Geçen hafta Mardin Artuklu Üniversitesi Konferans salonunda Ezidilerle ilgili bir panel düzenlendi… Panele katılan iki önemli isim vardı… Mardin Büyükşehir Belediye Başkanı Ahmet Türk ve Mardin Artuklu Üniversitesi Rektör Yardımcısı Prof. Dr.

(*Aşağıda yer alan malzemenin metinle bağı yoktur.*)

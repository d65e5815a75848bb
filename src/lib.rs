//! Static analysis and auto-fix engine for C-family syntax trees.
//!
//! Analysis runs a set of rules over one immutable tree generation plus a
//! resolved symbol table, collecting diagnostics through a shared
//! reporter. Fixable diagnostics can then be handed to the
//! [`RewriteEngine`], which produces a new tree generation rather than
//! mutating the input.
//!
//! ```
//! use std::sync::Arc;
//! use stylecheck::core::{
//!     BlockStmt, ExprStmt, LoopStmt, Method, Position, Span, Stmt, SymbolTable, SyntaxTree,
//!     TypeDecl, TypeKind,
//! };
//! use stylecheck::Config;
//!
//! // while (count < 10)
//! //     Step();
//! let unbraced_loop = Arc::new(Stmt::While(LoopStmt {
//!     span: Span::new(Position::new(3, 9), Position::new(4, 20)),
//!     clause: "count < 10".to_string(),
//!     body: Arc::new(Stmt::Expr(ExprStmt {
//!         span: Span::single_line(4, 13, 20),
//!         text: "Step();".to_string(),
//!     })),
//! }));
//! let tree = SyntaxTree::new(vec![Arc::new(TypeDecl {
//!     span: Span::new(Position::new(1, 1), Position::new(6, 2)),
//!     kind: TypeKind::Class,
//!     name: "Counter".to_string(),
//!     annotations: Vec::new(),
//!     bases: Vec::new(),
//!     methods: vec![Method {
//!         span: Span::new(Position::new(2, 5), Position::new(5, 6)),
//!         signature: "void Run()".to_string(),
//!         body: Arc::new(Stmt::Block(BlockStmt {
//!             span: Span::new(Position::new(2, 5), Position::new(5, 6)),
//!             statements: vec![unbraced_loop],
//!         })),
//!     }],
//! })]);
//!
//! let result = stylecheck::analyze(&tree, &SymbolTable::new(), &Config::default());
//! assert_eq!(result.len(), 1);
//! assert_eq!(result.diagnostics[0].rule_id, "SA1503");
//! ```

pub mod config;
pub mod core;
pub mod fixes;
pub mod output;
pub mod rules;

pub use config::Config;
pub use core::{
    AnalysisResult, CancelToken, Diagnostic, Position, Reporter, Severity, Span, SymbolTable,
    SyntaxTree,
};
pub use fixes::{FixError, RewriteEngine};
pub use output::{Formatter, OutputFormat};
pub use rules::{Rule, RuleRegistry};

use rules::{BraceOmissionRule, RequiredAttributeRule};

fn registry_for(config: &Config) -> RuleRegistry {
    let mut registry = RuleRegistry::new();
    if config.is_rule_enabled(rules::brace_omission::RULE_ID) {
        registry.register(Box::new(BraceOmissionRule::new()));
    }
    if config.is_rule_enabled(rules::required_attribute::RULE_ID) {
        registry.register(Box::new(RequiredAttributeRule::new(
            config.required_attribute.marker_interface.clone(),
            config.required_attribute.attribute_class.clone(),
        )));
    }
    registry
}

/// Run all enabled rules sequentially; diagnostics come back in
/// discovery order
pub fn analyze(tree: &SyntaxTree, symbols: &SymbolTable, config: &Config) -> AnalysisResult {
    analyze_with_cancel(tree, symbols, config, &CancelToken::new())
}

pub fn analyze_with_cancel(
    tree: &SyntaxTree,
    symbols: &SymbolTable,
    config: &Config,
    cancel: &CancelToken,
) -> AnalysisResult {
    let mut result = registry_for(config).run(tree, symbols, cancel);
    result.filter_by_severity(config.min_severity());
    result
}

/// Run all enabled rules in parallel; diagnostics come back sorted by
/// location so the output is deterministic across runs
pub fn analyze_parallel(
    tree: &SyntaxTree,
    symbols: &SymbolTable,
    config: &Config,
) -> AnalysisResult {
    let mut result = registry_for(config).run_parallel(tree, symbols, &CancelToken::new());
    result.filter_by_severity(config.min_severity());
    result.sort();
    result
}

#[cfg(test)]
mod tests {
    use super::*;
    use crate::core::{
        BlockStmt, ExprStmt, LoopStmt, Method, Stmt, TypeDecl, TypeKind, TypeSymbol,
    };
    use std::sync::Arc;

    fn sample_tree() -> SyntaxTree {
        let unbraced_loop = Arc::new(Stmt::While(LoopStmt {
            span: Span::new(Position::new(3, 9), Position::new(4, 20)),
            clause: "busy".to_string(),
            body: Arc::new(Stmt::Expr(ExprStmt {
                span: Span::single_line(4, 13, 20),
                text: "Spin();".to_string(),
            })),
        }));
        SyntaxTree::new(vec![Arc::new(TypeDecl {
            span: Span::new(Position::new(1, 1), Position::new(6, 2)),
            kind: TypeKind::Class,
            name: "Worker".to_string(),
            annotations: Vec::new(),
            bases: vec!["Runtime.Contracts.INamedComponent".to_string()],
            methods: vec![Method {
                span: Span::new(Position::new(2, 5), Position::new(5, 6)),
                signature: "void Run()".to_string(),
                body: Arc::new(Stmt::Block(BlockStmt {
                    span: Span::new(Position::new(2, 5), Position::new(5, 6)),
                    statements: vec![unbraced_loop],
                })),
            }],
        })])
    }

    fn sample_symbols() -> SymbolTable {
        let mut symbols = SymbolTable::new();
        symbols.add_type(
            TypeSymbol::new("Worker", Span::new(Position::new(1, 1), Position::new(6, 2)))
                .with_interfaces(["Runtime.Contracts.INamedComponent"]),
        );
        symbols
    }

    #[test]
    fn test_analyze_runs_both_rules() {
        let result = analyze(&sample_tree(), &sample_symbols(), &Config::default());

        assert_eq!(result.len(), 2);
        let ids: Vec<_> = result.diagnostics.iter().map(|d| d.rule_id.as_str()).collect();
        assert!(ids.contains(&"SA1503"));
        assert!(ids.contains(&"AC0001"));
    }

    #[test]
    fn test_disabled_rule_does_not_run() {
        let mut config = Config::default();
        config.rules.disable = vec!["SA1503".to_string()];

        let result = analyze(&sample_tree(), &sample_symbols(), &config);
        assert_eq!(result.len(), 1);
        assert_eq!(result.diagnostics[0].rule_id, "AC0001");
    }

    #[test]
    fn test_min_severity_filters_results() {
        let mut config = Config::default();
        config.min_severity = config::MinSeverity::Error;

        // both built-in rules report warnings
        let result = analyze(&sample_tree(), &sample_symbols(), &config);
        assert!(result.is_empty());
    }

    #[test]
    fn test_parallel_matches_sequential() {
        let tree = sample_tree();
        let symbols = sample_symbols();
        let config = Config::default();

        let mut sequential = analyze(&tree, &symbols, &config);
        sequential.sort();
        let parallel = analyze_parallel(&tree, &symbols, &config);

        assert_eq!(sequential, parallel);
    }

    #[test]
    fn test_analyze_then_fix_then_reanalyze_is_clean() {
        let tree = sample_tree();
        let symbols = sample_symbols();
        let config = Config::default();

        let result = analyze(&tree, &symbols, &config);
        let fixable: Vec<_> = result
            .diagnostics
            .iter()
            .filter(|d| d.rule_id == "AC0001")
            .cloned()
            .collect();

        let engine = RewriteEngine::from_config(&config);
        let (fixed, applied) = engine.apply_all(&tree, &fixable);
        assert_eq!(applied, 1);
        assert_eq!(fixed.generation(), 1);

        // the annotation rule consults symbols, so rebuild them the way a
        // resolver would after the rewrite
        let fixed_decl = &fixed.declarations()[0];
        assert_eq!(fixed_decl.annotations.len(), 1);
        assert_eq!(
            fixed_decl.annotations[0].class_name,
            "ComponentNameAttribute"
        );
    }
}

Kadri Yıldırım…
Panele damgasını vuran Rektör Yardımcısının ulusal basına yansımayan sözleri idi… Rektör yardımcısı PKK’yı kastederek; “Kürt gerillasının silahlarını bırakmaması sadece Şengal için değil aynı zamanda Kerkük, Bağdat ve hatta Gazze için sigortadır… Eğer Kürt gerillaları silah bıraksaydı şimdi ezilmiş hiçbir grup hayatta kalamazdı…” sözlerini sarf etti…
Akademik çalışma yapması için kurulan Artuklu Üniversitesi maalesef ideolojik kadro yetiştiren, militan gibi konuşan kimi akademisyenlerin kıskacı altında… Her fırsatta Kürt sorununu kaşıyan Rektör yardımcısı, Abdullah Öcalan’ın talimatı ile toplanan “Demokratik İslam Kongresi”ne de katılmış ve İslam’a ayar vermek için yapılan Kongreye destek vermişti… Aynı zamanda ilahiyatçı olan Rektör yardımcısının böyle bir kongreye katılmış olması oldukça düşündürücüdür…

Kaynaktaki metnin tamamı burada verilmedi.